MUTATIONAL AND KINETIC-ANALYSIS OF A MOBILE LOOP IN TYROSYL-TRANSFER RNA-SYNTHETASE

The role of a mobile loop in tyrosyl-tRNA synthetase has been investigated by mutating each amino acid in the loop and kinetically analyzing the effect that each mutation has on the formation of the enzyme-bound tyrosyl adenylate intermediate. Kinetic analyses of mutations at three of the nine positions in the loop, K230, K233, and T234, have been reported elsewhere (Fersht et al., 1988; First & Fersht, 1993a,b). In this paper, the kinetic analyses of mutants in the remaining six positions, as well as a mutant in which the entire loop is deleted, are reported. With the exception of E235, which stabilizes the E.-[Tyr-ATP] and E.Tyr.ATP complexes by 1.0 and 1.2 kcal/mol, respectively, none of the remaining amino acids appears to be directly involved in the catalytic mechanism of the enzyme. Instead, mutation of these residues results in small alterations in the stability of E.Tyr.ATP, E.[Tyr-ATP] and E.Tyr.AMP.PP(i) complexes. The precise amino acid residues which stabilize each state vary, suggesting that the loop adopts different conformations in each of the complexes with the most highly constrained conformation being in the E.[Tyr-ATP] complex.
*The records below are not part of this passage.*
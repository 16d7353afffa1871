//! Defines the JSON endpoints for projecting forecasts and managing
//! dismissals.

use std::sync::{Arc, Mutex};

use axum::{
    Json,
    extract::{FromRef, Query, State},
    http::StatusCode,
    response::{IntoResponse, Response},
};
use chrono::NaiveDate;
use rusqlite::Connection;
use serde::{Deserialize, Serialize};
use serde_json::json;

use crate::{
    AppState, Error,
    database_id::DatabaseID,
    forecast::{
        dismissal::{clear_dismissals, count_dismissals_since, dismiss_forecast},
        projector::project_forecasts,
    },
};

/// The state needed for the forecast endpoints.
#[derive(Debug, Clone)]
pub struct ForecastState {
    /// The database connection for projecting forecasts.
    pub db_connection: Arc<Mutex<Connection>>,
}

impl FromRef<AppState> for ForecastState {
    fn from_ref(state: &AppState) -> Self {
        Self {
            db_connection: state.db_connection.clone(),
        }
    }
}

/// The query parameters for projecting forecasts.
#[derive(Debug, Clone, PartialEq, Serialize, Deserialize)]
pub struct ForecastQuery {
    /// The account to project forecasts for.
    pub account_id: DatabaseID,
    /// The first date of the projection window.
    pub start_date: NaiveDate,
    /// The last date of the projection window.
    pub end_date: NaiveDate,
}

/// The request body for dismissing a projected forecast.
#[derive(Debug, Clone, PartialEq, Serialize, Deserialize)]
pub struct DismissRequest {
    /// The payee whose forecast is being dismissed.
    pub payee_id: DatabaseID,
    /// The account the forecast was projected for.
    pub account_id: DatabaseID,
    /// Any date within the month being dismissed.
    pub period_date: NaiveDate,
}

/// The query parameters for counting or clearing a payee's dismissals.
#[derive(Debug, Clone, PartialEq, Serialize, Deserialize)]
pub struct DismissalQuery {
    /// The payee whose dismissals are being counted or cleared.
    pub payee_id: DatabaseID,
}

/// A route handler for projecting forecast rows for an account and window.
pub async fn get_forecasts_endpoint(
    State(state): State<ForecastState>,
    Query(query): Query<ForecastQuery>,
) -> Result<Response, Error> {
    let connection = match state.db_connection.lock() {
        Ok(connection) => connection,
        Err(error) => {
            tracing::error!("could not acquire database lock: {error}");
            return Err(Error::DatabaseLockError);
        }
    };

    let forecasts = project_forecasts(
        query.account_id,
        query.start_date,
        query.end_date,
        &connection,
    )?;

    Ok(Json(forecasts).into_response())
}

/// A route handler for dismissing one projected forecast instance.
///
/// Dismissing an already dismissed period reports `already_dismissed` rather
/// than an error, so the operation can be retried safely.
pub async fn dismiss_forecast_endpoint(
    State(state): State<ForecastState>,
    Json(request): Json<DismissRequest>,
) -> Result<Response, Error> {
    let connection = match state.db_connection.lock() {
        Ok(connection) => connection,
        Err(error) => {
            tracing::error!("could not acquire database lock: {error}");
            return Err(Error::DatabaseLockError);
        }
    };

    let newly_dismissed = dismiss_forecast(
        request.payee_id,
        request.account_id,
        request.period_date,
        &connection,
    )?;

    let status = if newly_dismissed {
        "dismissed"
    } else {
        "already_dismissed"
    };

    Ok((StatusCode::CREATED, Json(json!({ "status": status }))).into_response())
}

/// A route handler for counting a payee's dismissals from the current month
/// onward.
pub async fn count_dismissals_endpoint(
    State(state): State<ForecastState>,
    Query(query): Query<DismissalQuery>,
) -> Result<Response, Error> {
    let connection = match state.db_connection.lock() {
        Ok(connection) => connection,
        Err(error) => {
            tracing::error!("could not acquire database lock: {error}");
            return Err(Error::DatabaseLockError);
        }
    };

    let today = chrono::Local::now().date_naive();
    let count = count_dismissals_since(query.payee_id, today, &connection)?;

    Ok(Json(json!({ "count": count })).into_response())
}

/// A route handler for clearing every dismissal a payee has.
pub async fn clear_dismissals_endpoint(
    State(state): State<ForecastState>,
    Query(query): Query<DismissalQuery>,
) -> Result<Response, Error> {
    let connection = match state.db_connection.lock() {
        Ok(connection) => connection,
        Err(error) => {
            tracing::error!("could not acquire database lock: {error}");
            return Err(Error::DatabaseLockError);
        }
    };

    let deleted_count = clear_dismissals(query.payee_id, &connection)?;

    Ok(Json(json!({ "deleted_count": deleted_count })).into_response())
}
Deletion of the loop reveals that the net effect of the loop in catalysis is two-fold: (1) to destabilize the E.Tyr-ATP] complex preceding formation of the E.[Tyr.ATP] complex and (2) to stabilize the E.[Tyr-ATP] complex, indicating that the involvement of the loop in catalysis occurs at the expense of ATP-binding energy. As destabilization of the E.Tyr.ATP complex cannot be accounted for by analysis of single mutations in the loop, it is likely that this effect arises from the energetic coupling of amino acid residues in the loop.